**What is expected**
Only a number is expected: how many lines in the data below contain the word "WideFrameSeries".

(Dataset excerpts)
——

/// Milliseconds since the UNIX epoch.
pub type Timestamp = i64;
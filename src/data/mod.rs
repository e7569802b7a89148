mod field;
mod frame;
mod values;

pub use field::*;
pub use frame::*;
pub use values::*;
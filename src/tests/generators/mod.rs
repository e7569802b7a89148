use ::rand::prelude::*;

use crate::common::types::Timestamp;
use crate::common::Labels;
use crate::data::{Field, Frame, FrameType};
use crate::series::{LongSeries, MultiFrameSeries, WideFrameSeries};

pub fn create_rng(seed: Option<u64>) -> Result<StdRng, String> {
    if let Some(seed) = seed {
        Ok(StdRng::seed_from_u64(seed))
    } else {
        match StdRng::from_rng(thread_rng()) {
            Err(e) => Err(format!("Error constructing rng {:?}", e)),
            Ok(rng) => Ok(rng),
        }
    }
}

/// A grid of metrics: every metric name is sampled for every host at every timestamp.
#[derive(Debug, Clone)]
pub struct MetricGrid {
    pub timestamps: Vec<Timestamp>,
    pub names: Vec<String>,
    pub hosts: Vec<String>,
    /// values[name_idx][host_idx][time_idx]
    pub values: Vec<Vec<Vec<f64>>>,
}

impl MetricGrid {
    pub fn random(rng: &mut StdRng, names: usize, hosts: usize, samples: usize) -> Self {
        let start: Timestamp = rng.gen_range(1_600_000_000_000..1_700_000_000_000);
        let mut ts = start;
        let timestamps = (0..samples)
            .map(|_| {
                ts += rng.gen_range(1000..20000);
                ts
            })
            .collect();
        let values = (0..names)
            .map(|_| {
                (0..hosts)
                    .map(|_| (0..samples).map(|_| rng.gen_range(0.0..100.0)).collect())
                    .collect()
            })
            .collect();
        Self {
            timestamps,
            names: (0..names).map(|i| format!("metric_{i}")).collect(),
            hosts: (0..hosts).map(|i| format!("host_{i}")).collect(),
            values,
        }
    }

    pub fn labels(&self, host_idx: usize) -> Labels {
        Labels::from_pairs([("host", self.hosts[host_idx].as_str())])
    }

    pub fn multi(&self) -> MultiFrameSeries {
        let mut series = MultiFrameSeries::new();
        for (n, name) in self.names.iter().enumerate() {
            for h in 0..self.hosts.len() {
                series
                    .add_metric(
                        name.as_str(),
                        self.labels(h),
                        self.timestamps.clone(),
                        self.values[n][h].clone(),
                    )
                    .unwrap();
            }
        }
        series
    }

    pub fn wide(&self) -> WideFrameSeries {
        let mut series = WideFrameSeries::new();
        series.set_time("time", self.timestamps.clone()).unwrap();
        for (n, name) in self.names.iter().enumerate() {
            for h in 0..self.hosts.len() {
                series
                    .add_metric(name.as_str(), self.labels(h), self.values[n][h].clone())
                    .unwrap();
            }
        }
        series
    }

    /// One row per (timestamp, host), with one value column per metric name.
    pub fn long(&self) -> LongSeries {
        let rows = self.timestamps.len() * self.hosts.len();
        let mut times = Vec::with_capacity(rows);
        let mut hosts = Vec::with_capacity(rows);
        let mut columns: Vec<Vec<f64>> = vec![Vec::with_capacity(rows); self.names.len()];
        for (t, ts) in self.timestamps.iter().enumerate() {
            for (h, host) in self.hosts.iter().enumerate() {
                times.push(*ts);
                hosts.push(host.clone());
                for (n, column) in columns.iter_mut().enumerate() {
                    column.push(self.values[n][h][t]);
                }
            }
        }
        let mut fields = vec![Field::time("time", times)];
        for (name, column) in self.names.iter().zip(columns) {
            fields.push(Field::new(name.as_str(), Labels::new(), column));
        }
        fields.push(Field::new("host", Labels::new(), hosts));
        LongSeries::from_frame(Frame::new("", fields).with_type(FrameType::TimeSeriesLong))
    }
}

——

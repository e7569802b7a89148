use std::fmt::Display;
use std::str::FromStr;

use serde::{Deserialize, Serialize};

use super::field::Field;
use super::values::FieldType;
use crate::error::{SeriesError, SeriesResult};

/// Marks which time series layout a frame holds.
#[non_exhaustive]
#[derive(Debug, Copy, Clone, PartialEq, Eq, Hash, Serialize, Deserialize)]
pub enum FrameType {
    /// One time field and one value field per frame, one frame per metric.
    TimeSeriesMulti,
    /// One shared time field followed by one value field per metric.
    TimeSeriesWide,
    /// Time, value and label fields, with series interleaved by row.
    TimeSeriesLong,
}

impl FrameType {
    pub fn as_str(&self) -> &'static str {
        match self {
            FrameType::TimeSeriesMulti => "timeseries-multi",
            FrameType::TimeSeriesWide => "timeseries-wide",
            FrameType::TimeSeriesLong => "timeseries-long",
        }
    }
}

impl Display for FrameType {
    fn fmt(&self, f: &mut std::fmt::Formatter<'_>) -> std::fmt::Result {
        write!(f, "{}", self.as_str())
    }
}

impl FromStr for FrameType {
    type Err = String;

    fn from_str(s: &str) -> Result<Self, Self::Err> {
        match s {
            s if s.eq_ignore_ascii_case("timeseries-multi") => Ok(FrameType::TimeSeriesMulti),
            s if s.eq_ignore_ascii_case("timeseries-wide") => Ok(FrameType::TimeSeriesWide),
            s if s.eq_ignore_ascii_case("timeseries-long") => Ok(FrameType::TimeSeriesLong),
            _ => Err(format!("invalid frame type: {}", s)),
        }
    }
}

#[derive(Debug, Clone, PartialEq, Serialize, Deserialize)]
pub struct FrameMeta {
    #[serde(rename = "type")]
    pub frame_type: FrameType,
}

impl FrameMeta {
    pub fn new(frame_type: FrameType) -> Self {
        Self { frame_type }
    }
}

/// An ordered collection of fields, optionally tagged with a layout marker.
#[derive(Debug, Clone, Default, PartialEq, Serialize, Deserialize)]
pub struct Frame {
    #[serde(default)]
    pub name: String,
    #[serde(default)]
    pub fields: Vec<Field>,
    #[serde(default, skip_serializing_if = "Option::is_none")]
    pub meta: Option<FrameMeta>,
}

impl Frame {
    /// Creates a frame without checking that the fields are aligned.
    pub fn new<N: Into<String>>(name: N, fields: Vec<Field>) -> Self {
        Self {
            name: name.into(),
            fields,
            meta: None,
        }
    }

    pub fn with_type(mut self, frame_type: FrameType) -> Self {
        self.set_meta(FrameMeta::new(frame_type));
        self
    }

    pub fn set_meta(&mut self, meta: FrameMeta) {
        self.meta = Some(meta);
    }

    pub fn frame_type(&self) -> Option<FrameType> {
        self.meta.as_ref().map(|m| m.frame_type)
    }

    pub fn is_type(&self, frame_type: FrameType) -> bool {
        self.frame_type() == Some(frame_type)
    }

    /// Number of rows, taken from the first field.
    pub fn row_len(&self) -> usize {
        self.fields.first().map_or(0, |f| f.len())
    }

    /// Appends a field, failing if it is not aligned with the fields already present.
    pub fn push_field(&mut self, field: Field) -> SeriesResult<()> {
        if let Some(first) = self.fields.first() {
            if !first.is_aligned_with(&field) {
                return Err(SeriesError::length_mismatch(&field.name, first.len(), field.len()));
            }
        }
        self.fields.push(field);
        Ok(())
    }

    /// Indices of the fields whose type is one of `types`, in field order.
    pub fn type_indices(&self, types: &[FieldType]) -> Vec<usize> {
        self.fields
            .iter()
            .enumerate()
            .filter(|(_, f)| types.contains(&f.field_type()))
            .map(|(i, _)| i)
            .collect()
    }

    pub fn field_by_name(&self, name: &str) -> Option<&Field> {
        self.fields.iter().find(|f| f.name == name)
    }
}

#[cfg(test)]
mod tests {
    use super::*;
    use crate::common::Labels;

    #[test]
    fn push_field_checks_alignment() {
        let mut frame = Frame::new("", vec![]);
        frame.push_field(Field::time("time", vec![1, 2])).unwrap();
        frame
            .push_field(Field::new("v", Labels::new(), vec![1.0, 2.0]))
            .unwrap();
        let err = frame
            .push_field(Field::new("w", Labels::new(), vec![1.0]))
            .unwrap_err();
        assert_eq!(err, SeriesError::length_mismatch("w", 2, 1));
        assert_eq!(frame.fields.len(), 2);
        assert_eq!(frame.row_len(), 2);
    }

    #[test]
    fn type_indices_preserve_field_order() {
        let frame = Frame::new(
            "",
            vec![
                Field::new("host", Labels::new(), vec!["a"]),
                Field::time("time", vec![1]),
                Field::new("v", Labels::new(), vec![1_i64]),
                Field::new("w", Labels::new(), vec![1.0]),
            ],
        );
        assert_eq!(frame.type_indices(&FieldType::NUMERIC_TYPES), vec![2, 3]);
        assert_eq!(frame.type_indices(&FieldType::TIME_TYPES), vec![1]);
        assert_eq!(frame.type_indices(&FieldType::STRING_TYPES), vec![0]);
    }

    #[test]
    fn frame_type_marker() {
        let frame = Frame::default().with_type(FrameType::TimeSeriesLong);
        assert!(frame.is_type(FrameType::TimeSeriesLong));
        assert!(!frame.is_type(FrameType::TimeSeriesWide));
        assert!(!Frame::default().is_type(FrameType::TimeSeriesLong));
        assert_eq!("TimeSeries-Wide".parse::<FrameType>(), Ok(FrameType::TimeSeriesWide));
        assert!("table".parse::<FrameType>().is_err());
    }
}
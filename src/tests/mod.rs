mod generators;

——

**Task answer**
3